• **DIRECTIONS**: Each line of the entries below that includes "MapConfig" belongs in your answer.

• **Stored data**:
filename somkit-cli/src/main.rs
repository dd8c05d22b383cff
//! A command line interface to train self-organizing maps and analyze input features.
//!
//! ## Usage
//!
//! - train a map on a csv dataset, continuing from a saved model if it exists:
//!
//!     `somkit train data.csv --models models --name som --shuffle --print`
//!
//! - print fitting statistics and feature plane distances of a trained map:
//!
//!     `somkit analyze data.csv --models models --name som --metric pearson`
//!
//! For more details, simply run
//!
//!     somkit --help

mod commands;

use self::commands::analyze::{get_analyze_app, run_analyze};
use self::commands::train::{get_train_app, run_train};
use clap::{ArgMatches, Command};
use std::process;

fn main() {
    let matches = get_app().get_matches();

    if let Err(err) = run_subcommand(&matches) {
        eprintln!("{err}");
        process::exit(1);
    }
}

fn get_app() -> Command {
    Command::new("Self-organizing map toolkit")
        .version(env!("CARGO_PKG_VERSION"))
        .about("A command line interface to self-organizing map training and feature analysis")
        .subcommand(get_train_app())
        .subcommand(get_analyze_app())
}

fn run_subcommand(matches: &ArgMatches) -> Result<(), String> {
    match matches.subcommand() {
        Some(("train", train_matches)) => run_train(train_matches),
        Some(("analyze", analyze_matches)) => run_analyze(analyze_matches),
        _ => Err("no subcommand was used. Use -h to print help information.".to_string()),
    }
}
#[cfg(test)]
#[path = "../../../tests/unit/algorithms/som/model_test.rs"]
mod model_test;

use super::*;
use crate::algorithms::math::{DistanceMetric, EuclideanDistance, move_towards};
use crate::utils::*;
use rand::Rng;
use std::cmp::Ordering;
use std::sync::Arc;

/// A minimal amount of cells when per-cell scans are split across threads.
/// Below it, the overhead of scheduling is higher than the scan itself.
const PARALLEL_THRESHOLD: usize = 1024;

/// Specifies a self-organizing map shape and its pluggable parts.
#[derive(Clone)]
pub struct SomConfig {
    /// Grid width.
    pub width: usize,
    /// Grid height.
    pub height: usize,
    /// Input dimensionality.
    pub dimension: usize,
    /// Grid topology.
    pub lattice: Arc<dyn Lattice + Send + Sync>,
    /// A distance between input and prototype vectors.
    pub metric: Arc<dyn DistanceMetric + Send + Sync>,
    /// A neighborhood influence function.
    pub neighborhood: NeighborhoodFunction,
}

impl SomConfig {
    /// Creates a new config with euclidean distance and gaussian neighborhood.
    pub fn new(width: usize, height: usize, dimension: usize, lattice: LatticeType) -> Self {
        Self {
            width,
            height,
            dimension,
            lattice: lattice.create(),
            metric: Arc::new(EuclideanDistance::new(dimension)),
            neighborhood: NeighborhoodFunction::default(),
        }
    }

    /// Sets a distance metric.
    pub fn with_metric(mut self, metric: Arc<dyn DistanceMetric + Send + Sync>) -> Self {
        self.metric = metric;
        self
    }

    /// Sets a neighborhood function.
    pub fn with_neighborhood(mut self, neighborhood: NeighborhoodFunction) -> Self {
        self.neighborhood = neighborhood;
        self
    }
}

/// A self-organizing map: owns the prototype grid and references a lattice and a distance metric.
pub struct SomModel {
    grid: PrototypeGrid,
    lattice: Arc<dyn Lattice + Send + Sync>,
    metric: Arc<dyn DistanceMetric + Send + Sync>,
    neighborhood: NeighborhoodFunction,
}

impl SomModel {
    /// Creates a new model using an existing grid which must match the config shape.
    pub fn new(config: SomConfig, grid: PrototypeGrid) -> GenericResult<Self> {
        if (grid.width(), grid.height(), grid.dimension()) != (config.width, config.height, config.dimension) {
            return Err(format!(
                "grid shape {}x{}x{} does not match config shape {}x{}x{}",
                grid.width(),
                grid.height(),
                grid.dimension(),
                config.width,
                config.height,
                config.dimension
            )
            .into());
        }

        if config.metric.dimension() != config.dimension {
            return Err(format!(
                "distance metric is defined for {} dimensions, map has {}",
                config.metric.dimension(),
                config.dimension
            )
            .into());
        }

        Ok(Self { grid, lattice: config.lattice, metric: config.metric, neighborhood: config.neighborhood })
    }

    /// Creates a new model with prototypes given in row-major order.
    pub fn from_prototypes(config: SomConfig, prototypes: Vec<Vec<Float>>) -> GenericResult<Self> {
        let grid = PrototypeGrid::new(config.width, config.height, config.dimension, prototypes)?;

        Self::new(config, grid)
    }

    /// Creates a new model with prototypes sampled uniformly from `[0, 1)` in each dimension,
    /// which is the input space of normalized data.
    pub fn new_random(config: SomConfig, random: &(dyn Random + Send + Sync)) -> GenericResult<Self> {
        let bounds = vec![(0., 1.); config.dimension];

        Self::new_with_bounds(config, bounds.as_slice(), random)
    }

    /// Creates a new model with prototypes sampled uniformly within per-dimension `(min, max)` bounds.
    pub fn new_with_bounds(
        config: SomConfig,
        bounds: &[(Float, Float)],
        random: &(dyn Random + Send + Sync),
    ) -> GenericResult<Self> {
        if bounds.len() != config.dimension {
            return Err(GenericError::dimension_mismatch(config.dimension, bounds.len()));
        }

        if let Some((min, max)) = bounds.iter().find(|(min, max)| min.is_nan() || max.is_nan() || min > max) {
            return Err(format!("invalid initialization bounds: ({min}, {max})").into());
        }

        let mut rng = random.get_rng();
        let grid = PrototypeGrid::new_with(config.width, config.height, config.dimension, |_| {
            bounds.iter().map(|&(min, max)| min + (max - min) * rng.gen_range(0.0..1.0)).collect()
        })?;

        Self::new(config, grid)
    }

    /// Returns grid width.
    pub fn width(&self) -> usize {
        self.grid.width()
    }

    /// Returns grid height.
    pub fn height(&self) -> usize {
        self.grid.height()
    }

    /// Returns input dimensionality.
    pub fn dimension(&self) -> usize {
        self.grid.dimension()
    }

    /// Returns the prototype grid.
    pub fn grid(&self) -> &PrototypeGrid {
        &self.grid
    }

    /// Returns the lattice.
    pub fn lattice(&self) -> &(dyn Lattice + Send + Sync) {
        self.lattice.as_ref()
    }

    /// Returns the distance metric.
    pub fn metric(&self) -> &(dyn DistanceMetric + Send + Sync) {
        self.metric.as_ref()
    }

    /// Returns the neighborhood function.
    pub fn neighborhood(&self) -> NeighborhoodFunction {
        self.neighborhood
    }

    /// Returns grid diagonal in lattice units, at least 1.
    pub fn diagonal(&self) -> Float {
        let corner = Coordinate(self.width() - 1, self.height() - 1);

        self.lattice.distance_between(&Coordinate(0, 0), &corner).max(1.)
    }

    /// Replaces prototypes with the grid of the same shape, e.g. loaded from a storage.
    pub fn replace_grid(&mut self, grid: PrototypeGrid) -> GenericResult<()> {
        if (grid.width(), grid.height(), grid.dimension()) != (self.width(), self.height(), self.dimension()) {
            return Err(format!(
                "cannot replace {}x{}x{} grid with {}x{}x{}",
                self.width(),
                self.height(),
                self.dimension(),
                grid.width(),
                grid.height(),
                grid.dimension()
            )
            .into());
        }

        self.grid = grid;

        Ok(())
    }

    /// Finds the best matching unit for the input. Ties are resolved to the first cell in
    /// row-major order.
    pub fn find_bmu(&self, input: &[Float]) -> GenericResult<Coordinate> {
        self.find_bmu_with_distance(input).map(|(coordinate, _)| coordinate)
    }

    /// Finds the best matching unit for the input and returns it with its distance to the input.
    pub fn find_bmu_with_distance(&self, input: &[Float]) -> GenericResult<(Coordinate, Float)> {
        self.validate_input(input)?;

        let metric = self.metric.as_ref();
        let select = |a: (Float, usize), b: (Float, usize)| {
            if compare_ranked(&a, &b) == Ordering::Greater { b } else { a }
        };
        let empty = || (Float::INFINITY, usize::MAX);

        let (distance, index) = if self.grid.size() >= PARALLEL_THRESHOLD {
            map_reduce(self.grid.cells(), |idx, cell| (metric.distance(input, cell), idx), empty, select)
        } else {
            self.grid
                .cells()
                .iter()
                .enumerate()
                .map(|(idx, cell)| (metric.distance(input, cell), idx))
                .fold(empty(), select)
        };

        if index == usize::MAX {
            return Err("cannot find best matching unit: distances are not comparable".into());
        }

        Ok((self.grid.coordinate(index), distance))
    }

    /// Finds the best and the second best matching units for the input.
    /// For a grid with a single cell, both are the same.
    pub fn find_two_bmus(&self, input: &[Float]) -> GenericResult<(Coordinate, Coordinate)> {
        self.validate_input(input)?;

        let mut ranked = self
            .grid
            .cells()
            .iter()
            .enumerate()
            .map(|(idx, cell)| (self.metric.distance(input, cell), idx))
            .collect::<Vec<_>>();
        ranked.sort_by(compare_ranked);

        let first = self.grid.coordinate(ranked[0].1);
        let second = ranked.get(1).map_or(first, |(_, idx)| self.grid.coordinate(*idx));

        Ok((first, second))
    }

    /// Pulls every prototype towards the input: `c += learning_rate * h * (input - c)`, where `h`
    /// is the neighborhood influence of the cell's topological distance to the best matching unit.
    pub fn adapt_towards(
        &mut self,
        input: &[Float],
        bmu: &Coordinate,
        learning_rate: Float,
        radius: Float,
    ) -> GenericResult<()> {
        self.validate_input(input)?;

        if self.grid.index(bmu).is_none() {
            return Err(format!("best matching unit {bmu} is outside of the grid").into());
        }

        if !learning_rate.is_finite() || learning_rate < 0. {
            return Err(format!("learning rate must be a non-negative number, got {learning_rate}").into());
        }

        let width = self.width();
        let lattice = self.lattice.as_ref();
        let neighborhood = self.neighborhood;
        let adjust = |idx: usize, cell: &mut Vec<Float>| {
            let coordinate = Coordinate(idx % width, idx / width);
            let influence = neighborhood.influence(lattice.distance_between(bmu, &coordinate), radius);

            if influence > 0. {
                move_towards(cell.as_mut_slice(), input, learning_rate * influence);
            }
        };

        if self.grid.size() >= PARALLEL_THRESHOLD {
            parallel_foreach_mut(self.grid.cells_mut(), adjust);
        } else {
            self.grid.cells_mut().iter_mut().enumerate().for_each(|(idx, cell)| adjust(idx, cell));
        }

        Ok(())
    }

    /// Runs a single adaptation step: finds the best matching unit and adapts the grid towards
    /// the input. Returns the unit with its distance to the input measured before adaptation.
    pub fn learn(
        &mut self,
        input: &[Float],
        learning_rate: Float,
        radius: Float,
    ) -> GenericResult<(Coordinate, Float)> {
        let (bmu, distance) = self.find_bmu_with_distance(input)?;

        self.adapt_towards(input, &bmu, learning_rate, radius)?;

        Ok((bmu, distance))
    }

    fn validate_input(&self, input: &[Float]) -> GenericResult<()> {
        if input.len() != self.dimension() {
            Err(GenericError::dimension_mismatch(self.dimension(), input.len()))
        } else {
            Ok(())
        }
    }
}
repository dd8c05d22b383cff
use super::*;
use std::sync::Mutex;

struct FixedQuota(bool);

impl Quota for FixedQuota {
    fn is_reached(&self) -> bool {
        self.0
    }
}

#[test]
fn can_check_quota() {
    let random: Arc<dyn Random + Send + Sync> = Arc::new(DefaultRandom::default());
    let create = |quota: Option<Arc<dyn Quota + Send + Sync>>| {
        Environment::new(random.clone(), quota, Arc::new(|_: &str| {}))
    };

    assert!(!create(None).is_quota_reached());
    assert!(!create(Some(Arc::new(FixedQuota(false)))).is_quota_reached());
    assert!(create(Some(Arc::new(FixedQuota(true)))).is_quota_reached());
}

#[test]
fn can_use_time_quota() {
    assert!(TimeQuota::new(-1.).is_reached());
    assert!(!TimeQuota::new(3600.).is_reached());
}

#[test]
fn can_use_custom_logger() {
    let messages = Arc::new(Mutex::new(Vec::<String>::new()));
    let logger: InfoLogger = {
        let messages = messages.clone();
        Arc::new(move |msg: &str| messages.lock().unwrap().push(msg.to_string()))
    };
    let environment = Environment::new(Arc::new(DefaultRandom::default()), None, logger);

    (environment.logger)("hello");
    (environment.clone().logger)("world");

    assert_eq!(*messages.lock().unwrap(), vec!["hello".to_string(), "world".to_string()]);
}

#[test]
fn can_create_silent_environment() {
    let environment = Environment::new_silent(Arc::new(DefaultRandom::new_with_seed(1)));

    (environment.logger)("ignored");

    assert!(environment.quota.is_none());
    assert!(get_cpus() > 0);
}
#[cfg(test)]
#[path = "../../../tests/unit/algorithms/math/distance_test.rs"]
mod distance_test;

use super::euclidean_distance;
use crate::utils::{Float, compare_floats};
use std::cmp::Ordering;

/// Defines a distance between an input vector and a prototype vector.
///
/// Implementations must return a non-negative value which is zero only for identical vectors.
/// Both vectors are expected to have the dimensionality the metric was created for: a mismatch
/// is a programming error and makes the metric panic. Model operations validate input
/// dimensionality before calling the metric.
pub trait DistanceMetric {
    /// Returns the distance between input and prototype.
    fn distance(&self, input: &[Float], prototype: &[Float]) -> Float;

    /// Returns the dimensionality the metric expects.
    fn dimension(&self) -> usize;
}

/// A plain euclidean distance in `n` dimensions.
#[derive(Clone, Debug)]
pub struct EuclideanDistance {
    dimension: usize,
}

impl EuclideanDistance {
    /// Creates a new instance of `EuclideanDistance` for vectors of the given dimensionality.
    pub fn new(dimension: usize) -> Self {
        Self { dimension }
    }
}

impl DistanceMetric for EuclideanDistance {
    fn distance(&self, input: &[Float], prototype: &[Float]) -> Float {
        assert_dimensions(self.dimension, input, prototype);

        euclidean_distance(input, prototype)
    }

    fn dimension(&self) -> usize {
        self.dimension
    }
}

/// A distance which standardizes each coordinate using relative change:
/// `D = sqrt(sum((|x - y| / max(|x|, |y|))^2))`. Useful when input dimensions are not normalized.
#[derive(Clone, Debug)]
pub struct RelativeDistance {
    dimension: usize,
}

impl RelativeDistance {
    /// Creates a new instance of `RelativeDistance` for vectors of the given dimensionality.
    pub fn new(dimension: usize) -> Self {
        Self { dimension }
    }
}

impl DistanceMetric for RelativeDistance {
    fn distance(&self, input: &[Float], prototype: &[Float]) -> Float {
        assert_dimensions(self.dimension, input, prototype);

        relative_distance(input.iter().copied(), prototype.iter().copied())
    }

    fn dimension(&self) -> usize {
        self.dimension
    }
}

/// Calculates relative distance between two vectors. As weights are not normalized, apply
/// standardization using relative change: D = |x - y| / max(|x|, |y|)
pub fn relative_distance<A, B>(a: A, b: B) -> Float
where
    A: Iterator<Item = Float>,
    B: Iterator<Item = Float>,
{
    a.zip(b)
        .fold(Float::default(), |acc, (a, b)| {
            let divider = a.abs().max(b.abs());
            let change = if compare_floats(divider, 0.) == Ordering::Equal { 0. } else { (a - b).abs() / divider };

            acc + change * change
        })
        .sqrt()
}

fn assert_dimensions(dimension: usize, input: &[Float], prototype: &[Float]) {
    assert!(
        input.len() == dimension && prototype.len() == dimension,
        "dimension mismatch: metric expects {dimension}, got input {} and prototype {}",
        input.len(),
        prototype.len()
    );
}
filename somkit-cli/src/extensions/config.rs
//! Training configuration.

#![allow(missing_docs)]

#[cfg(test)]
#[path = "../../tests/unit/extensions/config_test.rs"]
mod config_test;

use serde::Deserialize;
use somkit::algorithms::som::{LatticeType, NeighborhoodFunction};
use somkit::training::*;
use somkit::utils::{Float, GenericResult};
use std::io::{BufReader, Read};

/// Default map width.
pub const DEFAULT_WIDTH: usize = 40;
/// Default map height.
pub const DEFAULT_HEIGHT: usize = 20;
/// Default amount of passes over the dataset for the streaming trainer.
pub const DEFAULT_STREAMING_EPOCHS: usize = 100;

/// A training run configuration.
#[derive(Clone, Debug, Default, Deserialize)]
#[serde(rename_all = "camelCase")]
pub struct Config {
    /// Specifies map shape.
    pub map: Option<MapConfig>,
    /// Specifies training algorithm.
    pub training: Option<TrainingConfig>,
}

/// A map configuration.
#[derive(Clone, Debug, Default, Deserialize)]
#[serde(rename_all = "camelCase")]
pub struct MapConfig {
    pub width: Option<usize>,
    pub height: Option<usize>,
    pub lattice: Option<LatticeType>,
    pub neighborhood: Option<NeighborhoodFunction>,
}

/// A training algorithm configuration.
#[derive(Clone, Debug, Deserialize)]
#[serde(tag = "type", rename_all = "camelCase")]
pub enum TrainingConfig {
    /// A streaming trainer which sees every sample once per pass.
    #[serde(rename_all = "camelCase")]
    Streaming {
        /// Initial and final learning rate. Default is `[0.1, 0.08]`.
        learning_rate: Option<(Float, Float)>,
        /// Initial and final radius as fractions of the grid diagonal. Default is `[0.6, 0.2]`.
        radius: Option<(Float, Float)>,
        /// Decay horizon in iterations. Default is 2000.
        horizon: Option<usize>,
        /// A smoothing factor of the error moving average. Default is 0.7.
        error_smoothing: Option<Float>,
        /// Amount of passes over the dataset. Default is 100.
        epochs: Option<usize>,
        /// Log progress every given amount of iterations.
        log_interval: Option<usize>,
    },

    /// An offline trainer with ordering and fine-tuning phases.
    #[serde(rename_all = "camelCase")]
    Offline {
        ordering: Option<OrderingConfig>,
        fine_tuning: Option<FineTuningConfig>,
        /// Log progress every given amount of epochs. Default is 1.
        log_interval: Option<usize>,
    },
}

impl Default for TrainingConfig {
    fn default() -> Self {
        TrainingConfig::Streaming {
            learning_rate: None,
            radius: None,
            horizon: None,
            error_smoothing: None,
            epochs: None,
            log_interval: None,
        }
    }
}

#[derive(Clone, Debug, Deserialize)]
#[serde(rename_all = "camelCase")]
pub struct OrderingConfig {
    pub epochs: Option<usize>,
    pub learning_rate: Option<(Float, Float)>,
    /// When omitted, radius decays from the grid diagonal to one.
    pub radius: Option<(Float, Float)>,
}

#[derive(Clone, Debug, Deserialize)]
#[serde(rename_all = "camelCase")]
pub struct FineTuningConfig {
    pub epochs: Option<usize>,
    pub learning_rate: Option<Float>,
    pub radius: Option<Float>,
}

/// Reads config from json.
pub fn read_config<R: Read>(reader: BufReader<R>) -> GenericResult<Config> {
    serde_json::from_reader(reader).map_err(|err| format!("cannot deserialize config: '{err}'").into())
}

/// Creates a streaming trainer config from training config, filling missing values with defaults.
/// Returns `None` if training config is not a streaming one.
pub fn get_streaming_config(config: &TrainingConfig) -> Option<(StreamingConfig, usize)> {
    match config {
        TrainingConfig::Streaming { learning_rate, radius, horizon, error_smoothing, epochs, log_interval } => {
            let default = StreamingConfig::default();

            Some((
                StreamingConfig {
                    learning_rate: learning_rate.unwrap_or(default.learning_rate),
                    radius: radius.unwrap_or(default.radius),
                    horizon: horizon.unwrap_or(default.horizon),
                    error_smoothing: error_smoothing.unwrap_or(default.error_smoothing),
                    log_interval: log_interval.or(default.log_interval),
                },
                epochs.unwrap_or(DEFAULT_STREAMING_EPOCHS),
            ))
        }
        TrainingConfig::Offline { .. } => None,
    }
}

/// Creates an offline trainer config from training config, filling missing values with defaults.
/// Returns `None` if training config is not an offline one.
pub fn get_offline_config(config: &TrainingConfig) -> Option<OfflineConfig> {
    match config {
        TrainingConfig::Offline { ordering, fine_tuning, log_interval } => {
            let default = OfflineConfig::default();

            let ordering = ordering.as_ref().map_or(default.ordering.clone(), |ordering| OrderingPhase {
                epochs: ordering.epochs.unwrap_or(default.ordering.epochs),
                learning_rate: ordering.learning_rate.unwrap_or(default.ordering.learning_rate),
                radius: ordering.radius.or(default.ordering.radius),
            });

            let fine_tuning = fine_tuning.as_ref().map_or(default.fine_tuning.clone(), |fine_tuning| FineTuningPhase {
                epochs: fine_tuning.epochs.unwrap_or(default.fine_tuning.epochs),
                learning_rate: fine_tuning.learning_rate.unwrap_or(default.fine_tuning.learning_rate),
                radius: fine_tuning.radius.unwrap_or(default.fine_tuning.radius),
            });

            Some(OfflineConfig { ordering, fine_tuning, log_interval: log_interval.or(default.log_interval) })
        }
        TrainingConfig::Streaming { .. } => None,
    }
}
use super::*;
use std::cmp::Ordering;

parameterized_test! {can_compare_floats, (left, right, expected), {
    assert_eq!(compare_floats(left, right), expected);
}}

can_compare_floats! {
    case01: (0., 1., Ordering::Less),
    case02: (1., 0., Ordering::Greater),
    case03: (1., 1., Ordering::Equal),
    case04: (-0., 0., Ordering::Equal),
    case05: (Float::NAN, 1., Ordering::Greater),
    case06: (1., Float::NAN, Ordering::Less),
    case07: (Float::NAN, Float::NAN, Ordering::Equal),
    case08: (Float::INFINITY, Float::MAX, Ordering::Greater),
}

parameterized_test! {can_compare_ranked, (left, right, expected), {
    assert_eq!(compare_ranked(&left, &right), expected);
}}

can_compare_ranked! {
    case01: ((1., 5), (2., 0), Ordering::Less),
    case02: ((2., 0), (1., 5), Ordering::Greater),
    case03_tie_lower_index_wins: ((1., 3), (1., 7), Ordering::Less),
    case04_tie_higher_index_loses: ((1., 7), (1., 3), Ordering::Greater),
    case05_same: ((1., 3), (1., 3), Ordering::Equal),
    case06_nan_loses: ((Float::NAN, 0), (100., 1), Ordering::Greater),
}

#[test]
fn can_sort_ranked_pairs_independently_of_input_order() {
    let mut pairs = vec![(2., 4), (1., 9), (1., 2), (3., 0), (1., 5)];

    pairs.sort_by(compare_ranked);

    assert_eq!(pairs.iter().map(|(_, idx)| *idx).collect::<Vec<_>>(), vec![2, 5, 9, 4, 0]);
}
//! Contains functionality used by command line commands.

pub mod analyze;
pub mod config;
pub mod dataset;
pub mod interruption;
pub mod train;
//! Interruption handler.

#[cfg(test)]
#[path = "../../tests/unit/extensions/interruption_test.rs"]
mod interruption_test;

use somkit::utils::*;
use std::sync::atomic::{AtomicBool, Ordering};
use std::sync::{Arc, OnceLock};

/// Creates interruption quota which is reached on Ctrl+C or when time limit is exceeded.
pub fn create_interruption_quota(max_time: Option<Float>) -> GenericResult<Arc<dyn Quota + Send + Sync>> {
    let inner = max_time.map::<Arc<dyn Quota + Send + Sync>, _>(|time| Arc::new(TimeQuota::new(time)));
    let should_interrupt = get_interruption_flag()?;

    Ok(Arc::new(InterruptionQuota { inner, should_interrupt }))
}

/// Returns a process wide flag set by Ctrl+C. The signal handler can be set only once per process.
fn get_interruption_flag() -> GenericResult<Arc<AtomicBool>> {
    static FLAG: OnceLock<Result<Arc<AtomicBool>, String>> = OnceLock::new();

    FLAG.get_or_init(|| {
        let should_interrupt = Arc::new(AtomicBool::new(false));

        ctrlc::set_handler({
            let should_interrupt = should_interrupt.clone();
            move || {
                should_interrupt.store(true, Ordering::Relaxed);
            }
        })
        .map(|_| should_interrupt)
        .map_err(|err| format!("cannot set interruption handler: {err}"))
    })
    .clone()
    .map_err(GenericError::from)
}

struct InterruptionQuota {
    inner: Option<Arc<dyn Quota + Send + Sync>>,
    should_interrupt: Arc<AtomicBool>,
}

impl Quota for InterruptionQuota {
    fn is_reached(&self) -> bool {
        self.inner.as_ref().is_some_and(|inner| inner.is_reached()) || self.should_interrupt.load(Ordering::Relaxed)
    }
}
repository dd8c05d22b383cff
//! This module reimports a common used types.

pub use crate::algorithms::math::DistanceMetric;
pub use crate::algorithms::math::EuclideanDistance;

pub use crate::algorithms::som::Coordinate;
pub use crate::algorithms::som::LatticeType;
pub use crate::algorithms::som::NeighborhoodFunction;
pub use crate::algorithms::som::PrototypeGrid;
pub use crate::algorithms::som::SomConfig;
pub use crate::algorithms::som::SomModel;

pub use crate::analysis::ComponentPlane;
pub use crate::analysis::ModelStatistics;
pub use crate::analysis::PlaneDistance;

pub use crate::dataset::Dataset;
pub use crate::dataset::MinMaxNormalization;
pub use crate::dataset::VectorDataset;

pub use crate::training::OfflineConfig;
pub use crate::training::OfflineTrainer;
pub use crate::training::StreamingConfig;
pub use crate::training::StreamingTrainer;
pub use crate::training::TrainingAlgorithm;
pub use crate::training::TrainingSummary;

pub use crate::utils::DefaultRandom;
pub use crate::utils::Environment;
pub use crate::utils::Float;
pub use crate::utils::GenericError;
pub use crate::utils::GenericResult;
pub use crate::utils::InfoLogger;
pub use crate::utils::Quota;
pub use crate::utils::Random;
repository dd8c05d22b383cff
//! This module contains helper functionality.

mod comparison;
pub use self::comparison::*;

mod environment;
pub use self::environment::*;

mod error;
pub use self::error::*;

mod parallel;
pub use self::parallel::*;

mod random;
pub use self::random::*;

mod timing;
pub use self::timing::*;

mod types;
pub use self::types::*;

• **ANSWER TO THIS TASK**:
    pub map: Option<MapConfig>,
pub struct MapConfig {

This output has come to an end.